The challenge, highlighted in a recently published Oxford Economics study, is how to make supply chains more resilient.
This means building redundancies into a supply chain and being able to source from multiple suppliers and adopting localization strategies, putting tools and manufacturing where the consumers are. SAP Ariba software can help companies with these issues, but this will only work well if companies build an organization and business processes designed for changes.
Hero says planning, forecasting, and supply network tools can all help, but that companies also need to bring synchronized planning into the execution areas like manufacturing and logistics.
“SAP Integrated Business Planning, one of our earliest in-house developed cloud solutions, allows companies to forecast the demand based on different input parameters from sales, from history, from point-of-sale data, and so forth,” he says. It can simulate different scenarios helping a company’s manufacturing and logistics operations respond quickly and in a coordinated fashion to changing circumstances.

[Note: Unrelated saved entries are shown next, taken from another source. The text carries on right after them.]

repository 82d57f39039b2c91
//! Observability module - request correlation.

mod request_id;

pub use request_id::RequestIdMiddleware;
//! # Quill Core
//!
//! The domain layer of the Quill blog API.
//! This crate contains pure business logic with zero infrastructure dependencies:
//! the post model, the markdown render pipeline, listing queries and the
//! repository ports.

pub mod content;
pub mod domain;
pub mod error;
pub mod ports;
pub mod query;
pub mod services;

pub use error::{DomainError, RepoError};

Accelerating Automation with Industry 4.Now
Hero suggests that one outcome of the global pandemic is that companies will move more aggressively on their automation strategies, including Industry 4.0 (IoT) plans, in order to improve resilience.

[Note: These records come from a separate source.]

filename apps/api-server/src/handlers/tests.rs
//! Endpoint tests over in-memory repositories.

use std::sync::Arc;

use actix_web::{App, http::StatusCode, test, web};
use chrono::{DateTime, TimeZone, Utc};
use quill_core::domain::{Author, PostStatus};
use quill_core::ports::{BaseRepository, PostRepository};
use quill_core::services::NewPost;
use serde_json::Value;

use super::configure_routes;
use crate::state::{AppState, in_memory_repositories};

struct Harness {
    state: AppState,
    posts: Arc<dyn PostRepository>,
    author: Author,
}

async fn harness(page_size: u64) -> Harness {
    let (posts, authors) = in_memory_repositories();
    let author = authors
        .save(Author::new("jane_writer", "Jane", "Smith", "jane@example.com"))
        .await
        .unwrap();
    Harness {
        state: AppState::with_repositories(posts.clone(), authors, page_size, None),
        posts,
        author,
    }
}

fn at(day: u32) -> DateTime<Utc> {
    Utc.with_ymd_and_hms(2025, 3, day, 12, 0, 0).unwrap()
}

impl Harness {
    async fn post(&self, title: &str, body: &str, status: PostStatus, day: u32) {
        let mut post = self
            .state
            .posts
            .create(NewPost {
                author_id: self.author.id,
                title: title.to_string(),
                slug: None,
                body: body.to_string(),
                status,
            })
            .await
            .unwrap();
        if status == PostStatus::Published {
            post.published_at = Some(at(day));
            self.posts.save(post).await.unwrap();
        }
    }

    async fn get(&self, uri: &str) -> (StatusCode, Value) {
        let app = test::init_service(
            App::new()
                .app_data(web::Data::new(self.state.clone()))
                .configure(configure_routes),
        )
        .await;
        let req = test::TestRequest::get()
            .uri(uri)
            .insert_header(("host", "blog.test"))
            .to_request();
        let res = test::call_service(&app, req).await;
        let status = res.status();
        let body = test::read_body(res).await;
        let json = serde_json::from_slice(&body).unwrap_or(Value::Null);
        (status, json)
    }
}

fn titles(json: &Value) -> Vec<&str> {
    json["results"]
        .as_array()
        .unwrap()
        .iter()
        .map(|item| item["title"].as_str().unwrap())
        .collect()
}

#[actix_web::test]
async fn test_list_shows_only_published_newest_first() {
    let h = harness(20).await;
    h.post("Older", "first", PostStatus::Published, 1).await;
    h.post("Newer", "second", PostStatus::Published, 2).await;
    h.post("Hidden draft", "wip", PostStatus::Draft, 3).await;
    h.post("Retired", "old", PostStatus::Archived, 4).await;

    let (status, json) = h.get("/api/v1/posts/").await;
    assert_eq!(status, StatusCode::OK);
    assert_eq!(json["count"], 2);
    assert_eq!(json["next"], Value::Null);
    assert_eq!(json["previous"], Value::Null);
    assert_eq!(titles(&json), vec!["Newer", "Older"]);

    let first = &json["results"][0];
    assert_eq!(first["url"], "http://blog.test/api/v1/posts/newer/");
    assert_eq!(first["published_at"], "2025-03-02T12:00:00Z");
    assert!(first.get("body").is_none());
}

#[actix_web::test]
async fn test_list_without_trailing_slash() {
    let h = harness(20).await;
    h.post("Only", "x", PostStatus::Published, 1).await;
    let (status, json) = h.get("/api/v1/posts").await;
    assert_eq!(status, StatusCode::OK);
    assert_eq!(json["count"], 1);
}

#[actix_web::test]
async fn test_empty_listing_is_a_valid_first_page() {
    let h = harness(20).await;
    let (status, json) = h.get("/api/v1/posts/").await;
    assert_eq!(status, StatusCode::OK);
    assert_eq!(json["count"], 0);
    assert_eq!(json["results"], serde_json::json!([]));
}

#[actix_web::test]
async fn test_pagination_links() {
    let h = harness(2).await;
    for day in 1..=5 {
        h.post(&format!("Post {day}"), "body", PostStatus::Published, day)
            .await;
    }

    let (status, json) = h.get("/api/v1/posts/?page=2&search=post").await;
    assert_eq!(status, StatusCode::OK);
    assert_eq!(json["count"], 5);
    assert_eq!(titles(&json), vec!["Post 3", "Post 2"]);
    assert_eq!(
        json["next"],
        "http://blog.test/api/v1/posts/?page=3&search=post"
    );
    assert_eq!(json["previous"], "http://blog.test/api/v1/posts/?search=post");

    let (_, last) = h.get("/api/v1/posts/?page=3").await;
    assert_eq!(titles(&last), vec!["Post 1"]);
    assert_eq!(last["next"], Value::Null);
}

#[actix_web::test]
async fn test_page_past_end_is_not_found() {
    let h = harness(2).await;
    h.post("Lonely", "body", PostStatus::Published, 1).await;

    let (status, json) = h.get("/api/v1/posts/?page=2").await;
    assert_eq!(status, StatusCode::NOT_FOUND);
    assert_eq!(json["detail"], "Invalid page.");
}

#[actix_web::test]
async fn test_max_page_number_is_not_found() {
    let h = harness(20).await;
    h.post("Lonely", "body", PostStatus::Published, 1).await;

    let (status, json) = h.get("/api/v1/posts/?page=18446744073709551615").await;
    assert_eq!(status, StatusCode::NOT_FOUND);
    assert_eq!(json["detail"], "Invalid page.");
}

#[actix_web::test]
async fn test_malformed_parameters_are_bad_requests() {
    let h = harness(20).await;
    for (uri, field) in [
        ("/api/v1/posts/?page=abc", "page"),
        ("/api/v1/posts/?page=0", "page"),
        ("/api/v1/posts/?ordering=body", "ordering"),
        ("/api/v1/posts/?published_after=yesterday", "published_after"),
        ("/api/v1/posts/?published_before=2025-13-01", "published_before"),
    ] {
        let (status, json) = h.get(uri).await;
        assert_eq!(status, StatusCode::BAD_REQUEST, "{uri}");
        assert!(json["errors"][field].is_array(), "{uri}: {json}");
    }
}

#[actix_web::test]
async fn test_date_range_is_exclusive() {
    let h = harness(20).await;
    h.post("T1", "x", PostStatus::Published, 1).await;
    h.post("T2", "x", PostStatus::Published, 2).await;
    h.post("T3", "x", PostStatus::Published, 3).await;

    let (status, json) = h
        .get("/api/v1/posts/?published_after=2025-03-01T12:00:00Z&published_before=2025-03-03T12:00:00Z")
        .await;
    assert_eq!(status, StatusCode::OK);
    assert_eq!(titles(&json), vec!["T2"]);
}

#[actix_web::test]
async fn test_search_and_ordering() {
    let h = harness(20).await;
    h.post("Zebra crossings", "About rust and roads.", PostStatus::Published, 1)
        .await;
    h.post("Apple pie", "Baking, not RUST.", PostStatus::Published, 2)
        .await;
    h.post("Middle", "Nothing relevant.", PostStatus::Published, 3)
        .await;

    let (_, json) = h.get("/api/v1/posts/?search=rust&ordering=title").await;
    assert_eq!(titles(&json), vec!["Apple pie", "Zebra crossings"]);

    let (_, json) = h.get("/api/v1/posts/?search=rust&ordering=-title").await;
    assert_eq!(titles(&json), vec!["Zebra crossings", "Apple pie"]);

    let (_, json) = h.get("/api/v1/posts/?search=rust,roads").await;
    assert_eq!(titles(&json), vec!["Zebra crossings"]);

    let (_, json) = h.get("/api/v1/posts/?search=smith&ordering=published_at").await;
    assert_eq!(titles(&json), vec!["Zebra crossings", "Apple pie", "Middle"]);

    let (status, json) = h.get("/api/v1/posts/?search=xyzabcnonexistentterm123").await;
    assert_eq!(status, StatusCode::OK);
    assert_eq!(json["count"], 0);
}

#[actix_web::test]
async fn test_detail_returns_sanitized_html() {
    let h = harness(20).await;
    h.post(
        "Safe Post",
        "# Heading\n\n<script>alert('x')</script>\n\n[link](javascript:alert(1)) and *text*",
        PostStatus::Published,
        1,
    )
    .await;

    let (status, json) = h.get("/api/v1/posts/safe-post/").await;
    assert_eq!(status, StatusCode::OK);
    assert_eq!(json["slug"], "safe-post");
    assert_eq!(json["author"], "Jane Smith");
    let body = json["body"].as_str().unwrap();
    assert!(body.contains("<h1>Heading</h1>"));
    assert!(body.contains("<em>text</em>"));
    assert!(!body.contains("script"));
    assert!(!body.contains("javascript:"));

    let (status, _) = h.get("/api/v1/posts/safe-post").await;
    assert_eq!(status, StatusCode::OK);
}

#[actix_web::test]
async fn test_unpublished_and_unknown_detail_look_the_same() {
    let h = harness(20).await;
    h.post("Secret draft", "wip", PostStatus::Draft, 1).await;

    let (draft_status, draft) = h.get("/api/v1/posts/secret-draft/").await;
    let (missing_status, missing) = h.get("/api/v1/posts/no-such-post/").await;
    assert_eq!(draft_status, StatusCode::NOT_FOUND);
    assert_eq!(missing_status, StatusCode::NOT_FOUND);
    assert_eq!(draft, missing);
}

#[actix_web::test]
async fn test_health_without_database() {
    let h = harness(20).await;
    let (status, json) = h.get("/api/v1/health").await;
    assert_eq!(status, StatusCode::OK);
    assert_eq!(json["status"], "ok");
    assert_eq!(json["database"], "in-memory");
}

#[actix_web::test]
async fn test_openapi_document_served() {
    let h = harness(20).await;
    let (status, json) = h.get("/api/v1/schema/openapi.json").await;
    assert_eq!(status, StatusCode::OK);
    assert!(json["paths"]["/api/v1/posts/"].is_object());
    assert!(json["paths"]["/api/v1/posts/{slug}/"].is_object());
}

#[actix_web::test]
async fn test_swagger_ui_served() {
    let h = harness(20).await;
    let (status, _) = h.get("/api/v1/docs/").await;
    assert_eq!(status, StatusCode::OK);
}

“The automation of the plant and integration with everything – from manufacturing execution systems, the maintenance systems, quality management systems, and of course also the logistics, the in-house logistics, warehousing and transportation,” has become a priority, according to Hero.
“Then there’s also the environment, employee health and safety – that’s currently the big discussion as countries look to return to work,” he says.
These topics were already in discussion before the coronavirus, with McKinsey & Company reporting in July 2019 that 68 percent of companies ranked Industry 4.0 as a top priority. In anticipation of this, SAP launched the board-sponsored Industry 4.Now program last year. The program is designed to support customers with the vertical integration of the applications needed to automate a plant and integrate these applications and automation technology into supply chain processes.
“We can connect the sensors to the robots, everything you need really to automate these business processes,” Franz Hero says. “Companies are looking at these projects and measuring them against the employee safety aspects that have arisen with this pandemic. These projects are becoming a priority and we’re here to make them happen.”
Traditionally, the task of a supply chain manager was to provide acceptable service levels while minimizing costs. This has been shifting in recent years as supply chains have become a key differentiator among companies because customer demand is growing. SAP has introduced three key offers for customers designed to enable improved data-driven decision-making, greater collaboration, and resilience to help ensure supply chains remain unbroken for 90 days.
- Supply chain visibility: SAP Integrated Business Planning customers have access to specific functionalities of SAP Supply Chain Control Tower, enabling them to gain quick visibility into supply chain issues, conduct impact analysis, and orchestrate responses.
- Freight collaboration: SAP Transportation Management customers have access to the freight collaboration capabilities of SAP Logistics Business Network to connect with alternate logistics service providers to reduce constraints and freight costs.
- Supply chain planning as a service: The partner ecosystem can use SAP Integrated Business Planning to provide planning as a service to companies, thereby helping companies more quickly and frequently eliminate bottlenecks, match demand with supply, and better serve customers.